Problem to solve » Only the lines that include "message" should be copied from the data below.

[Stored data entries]
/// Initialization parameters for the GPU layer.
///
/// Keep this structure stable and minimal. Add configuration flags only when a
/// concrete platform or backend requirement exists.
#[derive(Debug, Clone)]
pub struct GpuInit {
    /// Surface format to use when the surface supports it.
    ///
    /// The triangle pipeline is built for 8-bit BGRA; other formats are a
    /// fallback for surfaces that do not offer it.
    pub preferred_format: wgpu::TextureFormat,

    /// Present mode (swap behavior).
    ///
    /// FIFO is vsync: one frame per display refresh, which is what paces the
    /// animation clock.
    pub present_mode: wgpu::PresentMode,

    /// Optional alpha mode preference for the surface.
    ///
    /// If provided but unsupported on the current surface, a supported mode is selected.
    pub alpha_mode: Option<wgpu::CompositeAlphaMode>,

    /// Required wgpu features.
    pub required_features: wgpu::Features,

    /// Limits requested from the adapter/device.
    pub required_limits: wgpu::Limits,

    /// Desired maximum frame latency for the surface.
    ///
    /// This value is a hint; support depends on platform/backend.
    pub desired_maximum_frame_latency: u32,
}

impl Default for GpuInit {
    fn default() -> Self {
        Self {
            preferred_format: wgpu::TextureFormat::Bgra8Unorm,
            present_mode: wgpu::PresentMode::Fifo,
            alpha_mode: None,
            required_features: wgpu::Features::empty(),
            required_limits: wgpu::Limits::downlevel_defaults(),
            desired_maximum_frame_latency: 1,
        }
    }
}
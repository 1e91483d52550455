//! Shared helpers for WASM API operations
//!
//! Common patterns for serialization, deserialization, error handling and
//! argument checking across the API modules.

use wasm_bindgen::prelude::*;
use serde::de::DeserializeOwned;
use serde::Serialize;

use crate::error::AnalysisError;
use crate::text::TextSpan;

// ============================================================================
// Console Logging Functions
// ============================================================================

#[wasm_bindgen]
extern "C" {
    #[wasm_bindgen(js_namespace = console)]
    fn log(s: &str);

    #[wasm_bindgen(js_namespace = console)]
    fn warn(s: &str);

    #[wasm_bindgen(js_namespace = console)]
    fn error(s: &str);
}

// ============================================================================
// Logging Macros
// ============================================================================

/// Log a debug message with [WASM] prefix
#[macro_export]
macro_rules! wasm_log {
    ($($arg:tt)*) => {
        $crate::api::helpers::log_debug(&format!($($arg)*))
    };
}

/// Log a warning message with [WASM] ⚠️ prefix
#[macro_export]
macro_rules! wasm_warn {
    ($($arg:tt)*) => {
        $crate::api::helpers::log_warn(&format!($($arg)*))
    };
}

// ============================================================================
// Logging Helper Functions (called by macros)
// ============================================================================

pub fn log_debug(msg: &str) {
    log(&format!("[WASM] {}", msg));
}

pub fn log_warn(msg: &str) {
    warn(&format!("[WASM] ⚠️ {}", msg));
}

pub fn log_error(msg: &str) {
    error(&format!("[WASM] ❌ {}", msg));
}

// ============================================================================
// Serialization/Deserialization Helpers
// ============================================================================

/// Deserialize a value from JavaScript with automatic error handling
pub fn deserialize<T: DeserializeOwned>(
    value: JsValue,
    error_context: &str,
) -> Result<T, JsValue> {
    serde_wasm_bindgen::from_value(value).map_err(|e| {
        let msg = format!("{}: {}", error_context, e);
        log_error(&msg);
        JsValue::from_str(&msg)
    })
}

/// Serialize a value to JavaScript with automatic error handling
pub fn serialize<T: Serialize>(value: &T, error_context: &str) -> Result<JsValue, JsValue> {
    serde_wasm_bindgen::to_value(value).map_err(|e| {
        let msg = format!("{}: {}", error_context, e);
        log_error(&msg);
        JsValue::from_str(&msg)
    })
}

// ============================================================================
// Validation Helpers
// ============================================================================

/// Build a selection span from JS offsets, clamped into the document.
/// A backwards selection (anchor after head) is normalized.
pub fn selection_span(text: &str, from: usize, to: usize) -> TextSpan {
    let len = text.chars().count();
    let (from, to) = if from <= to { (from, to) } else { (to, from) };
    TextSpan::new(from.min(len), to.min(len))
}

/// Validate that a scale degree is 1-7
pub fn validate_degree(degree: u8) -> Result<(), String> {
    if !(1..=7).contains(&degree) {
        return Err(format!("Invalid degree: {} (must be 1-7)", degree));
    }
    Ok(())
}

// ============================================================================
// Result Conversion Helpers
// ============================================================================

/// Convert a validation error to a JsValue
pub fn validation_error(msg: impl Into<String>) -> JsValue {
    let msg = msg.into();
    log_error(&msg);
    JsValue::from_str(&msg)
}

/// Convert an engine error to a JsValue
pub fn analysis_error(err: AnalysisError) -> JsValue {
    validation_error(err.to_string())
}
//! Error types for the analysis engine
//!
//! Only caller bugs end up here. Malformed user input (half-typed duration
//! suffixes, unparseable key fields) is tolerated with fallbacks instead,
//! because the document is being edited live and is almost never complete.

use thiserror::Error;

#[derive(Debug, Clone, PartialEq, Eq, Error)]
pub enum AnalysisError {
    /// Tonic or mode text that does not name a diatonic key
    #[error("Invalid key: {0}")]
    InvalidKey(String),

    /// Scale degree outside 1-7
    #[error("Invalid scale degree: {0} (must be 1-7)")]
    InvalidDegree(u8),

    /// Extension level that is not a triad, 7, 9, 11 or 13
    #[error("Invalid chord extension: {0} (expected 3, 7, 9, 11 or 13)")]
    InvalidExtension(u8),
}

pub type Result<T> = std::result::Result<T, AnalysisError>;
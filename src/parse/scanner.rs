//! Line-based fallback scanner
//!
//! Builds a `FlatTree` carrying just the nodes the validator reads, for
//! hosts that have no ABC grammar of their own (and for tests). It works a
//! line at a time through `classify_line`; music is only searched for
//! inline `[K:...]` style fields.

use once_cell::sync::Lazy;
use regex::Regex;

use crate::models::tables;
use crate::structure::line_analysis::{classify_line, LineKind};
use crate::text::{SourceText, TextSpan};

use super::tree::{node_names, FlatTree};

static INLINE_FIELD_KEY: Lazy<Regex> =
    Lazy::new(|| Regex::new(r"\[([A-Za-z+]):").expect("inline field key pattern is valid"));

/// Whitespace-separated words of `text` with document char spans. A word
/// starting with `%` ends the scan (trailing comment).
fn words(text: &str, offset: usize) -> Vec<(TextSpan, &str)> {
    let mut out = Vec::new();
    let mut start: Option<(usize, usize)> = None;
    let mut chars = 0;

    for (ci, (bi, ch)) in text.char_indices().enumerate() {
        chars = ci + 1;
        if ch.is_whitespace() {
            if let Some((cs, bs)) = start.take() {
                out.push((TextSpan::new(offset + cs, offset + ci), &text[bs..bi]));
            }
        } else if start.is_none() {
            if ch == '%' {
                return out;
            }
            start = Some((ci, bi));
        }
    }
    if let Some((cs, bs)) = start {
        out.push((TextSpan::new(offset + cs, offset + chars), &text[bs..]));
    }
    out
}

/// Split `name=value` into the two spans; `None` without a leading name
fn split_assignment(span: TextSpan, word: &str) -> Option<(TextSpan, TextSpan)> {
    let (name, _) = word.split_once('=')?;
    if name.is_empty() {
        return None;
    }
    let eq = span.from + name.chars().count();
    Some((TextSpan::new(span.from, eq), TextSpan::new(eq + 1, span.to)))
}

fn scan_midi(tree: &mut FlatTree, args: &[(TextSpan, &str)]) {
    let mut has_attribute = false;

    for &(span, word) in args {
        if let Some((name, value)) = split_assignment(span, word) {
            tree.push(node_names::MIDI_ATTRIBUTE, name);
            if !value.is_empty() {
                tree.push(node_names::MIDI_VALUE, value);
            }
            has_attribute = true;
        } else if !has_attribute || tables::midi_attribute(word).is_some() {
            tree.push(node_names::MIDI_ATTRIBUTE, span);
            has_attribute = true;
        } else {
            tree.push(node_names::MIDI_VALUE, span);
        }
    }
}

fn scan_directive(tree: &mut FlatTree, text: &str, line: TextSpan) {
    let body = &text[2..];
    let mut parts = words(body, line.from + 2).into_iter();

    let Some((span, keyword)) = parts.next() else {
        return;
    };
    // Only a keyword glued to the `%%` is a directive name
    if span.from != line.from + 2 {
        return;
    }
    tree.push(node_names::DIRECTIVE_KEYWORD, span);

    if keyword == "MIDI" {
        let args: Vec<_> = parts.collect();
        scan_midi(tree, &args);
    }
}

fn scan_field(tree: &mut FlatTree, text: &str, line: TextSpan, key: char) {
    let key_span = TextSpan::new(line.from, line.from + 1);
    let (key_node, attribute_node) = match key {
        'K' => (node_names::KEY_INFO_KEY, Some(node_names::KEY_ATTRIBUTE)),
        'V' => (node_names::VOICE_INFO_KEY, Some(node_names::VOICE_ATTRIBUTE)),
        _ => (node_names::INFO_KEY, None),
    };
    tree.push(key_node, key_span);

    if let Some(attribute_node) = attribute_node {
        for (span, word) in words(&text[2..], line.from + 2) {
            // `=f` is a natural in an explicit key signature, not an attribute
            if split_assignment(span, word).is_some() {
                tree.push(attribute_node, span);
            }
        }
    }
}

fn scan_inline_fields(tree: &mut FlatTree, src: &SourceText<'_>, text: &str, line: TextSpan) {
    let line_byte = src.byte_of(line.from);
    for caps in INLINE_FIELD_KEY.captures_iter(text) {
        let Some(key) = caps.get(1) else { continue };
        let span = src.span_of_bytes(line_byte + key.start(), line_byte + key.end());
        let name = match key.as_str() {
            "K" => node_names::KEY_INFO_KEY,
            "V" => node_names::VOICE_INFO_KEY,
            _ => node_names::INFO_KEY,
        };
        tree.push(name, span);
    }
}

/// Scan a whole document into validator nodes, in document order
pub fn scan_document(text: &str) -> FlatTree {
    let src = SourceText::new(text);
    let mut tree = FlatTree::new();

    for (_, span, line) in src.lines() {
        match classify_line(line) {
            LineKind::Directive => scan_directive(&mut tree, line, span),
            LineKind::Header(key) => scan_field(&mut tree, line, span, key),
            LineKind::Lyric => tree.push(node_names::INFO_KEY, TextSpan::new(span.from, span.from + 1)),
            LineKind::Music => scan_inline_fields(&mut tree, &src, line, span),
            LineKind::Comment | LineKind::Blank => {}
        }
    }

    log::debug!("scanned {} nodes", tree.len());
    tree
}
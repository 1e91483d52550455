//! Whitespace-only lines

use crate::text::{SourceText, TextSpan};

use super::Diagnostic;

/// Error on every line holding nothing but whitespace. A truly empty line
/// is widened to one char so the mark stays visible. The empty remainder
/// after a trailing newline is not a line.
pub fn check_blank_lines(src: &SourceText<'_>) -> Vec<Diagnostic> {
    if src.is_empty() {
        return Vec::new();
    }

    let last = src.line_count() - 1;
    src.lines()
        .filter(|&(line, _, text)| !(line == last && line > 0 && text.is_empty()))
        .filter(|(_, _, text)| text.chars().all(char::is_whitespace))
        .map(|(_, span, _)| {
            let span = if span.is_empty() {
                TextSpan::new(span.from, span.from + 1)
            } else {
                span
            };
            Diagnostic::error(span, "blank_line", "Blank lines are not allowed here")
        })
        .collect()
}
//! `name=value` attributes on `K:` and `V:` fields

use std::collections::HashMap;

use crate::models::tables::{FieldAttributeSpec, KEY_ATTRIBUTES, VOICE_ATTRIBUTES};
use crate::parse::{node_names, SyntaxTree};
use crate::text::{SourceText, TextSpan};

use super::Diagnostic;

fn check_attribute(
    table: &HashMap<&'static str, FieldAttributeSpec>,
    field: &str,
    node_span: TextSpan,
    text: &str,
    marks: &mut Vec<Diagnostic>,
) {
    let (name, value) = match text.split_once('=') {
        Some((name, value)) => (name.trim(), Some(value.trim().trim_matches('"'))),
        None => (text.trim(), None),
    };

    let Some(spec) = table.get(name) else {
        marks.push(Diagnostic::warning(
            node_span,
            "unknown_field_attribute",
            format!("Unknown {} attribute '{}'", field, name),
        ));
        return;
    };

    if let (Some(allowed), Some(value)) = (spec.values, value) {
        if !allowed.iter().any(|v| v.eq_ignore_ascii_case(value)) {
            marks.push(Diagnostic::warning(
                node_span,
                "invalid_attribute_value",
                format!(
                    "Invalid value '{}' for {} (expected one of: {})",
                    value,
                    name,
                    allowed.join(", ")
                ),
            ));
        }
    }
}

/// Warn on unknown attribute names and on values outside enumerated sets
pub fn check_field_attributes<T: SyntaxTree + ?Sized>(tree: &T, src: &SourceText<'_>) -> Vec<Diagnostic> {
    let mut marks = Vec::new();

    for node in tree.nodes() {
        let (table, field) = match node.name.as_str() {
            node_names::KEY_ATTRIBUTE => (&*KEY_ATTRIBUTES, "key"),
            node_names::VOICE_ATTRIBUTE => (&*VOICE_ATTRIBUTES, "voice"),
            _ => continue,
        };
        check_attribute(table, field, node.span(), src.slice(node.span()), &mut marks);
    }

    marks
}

Expected output »
/// Log a debug message with [WASM] prefix
/// Log a warning message with [WASM] ⚠️ prefix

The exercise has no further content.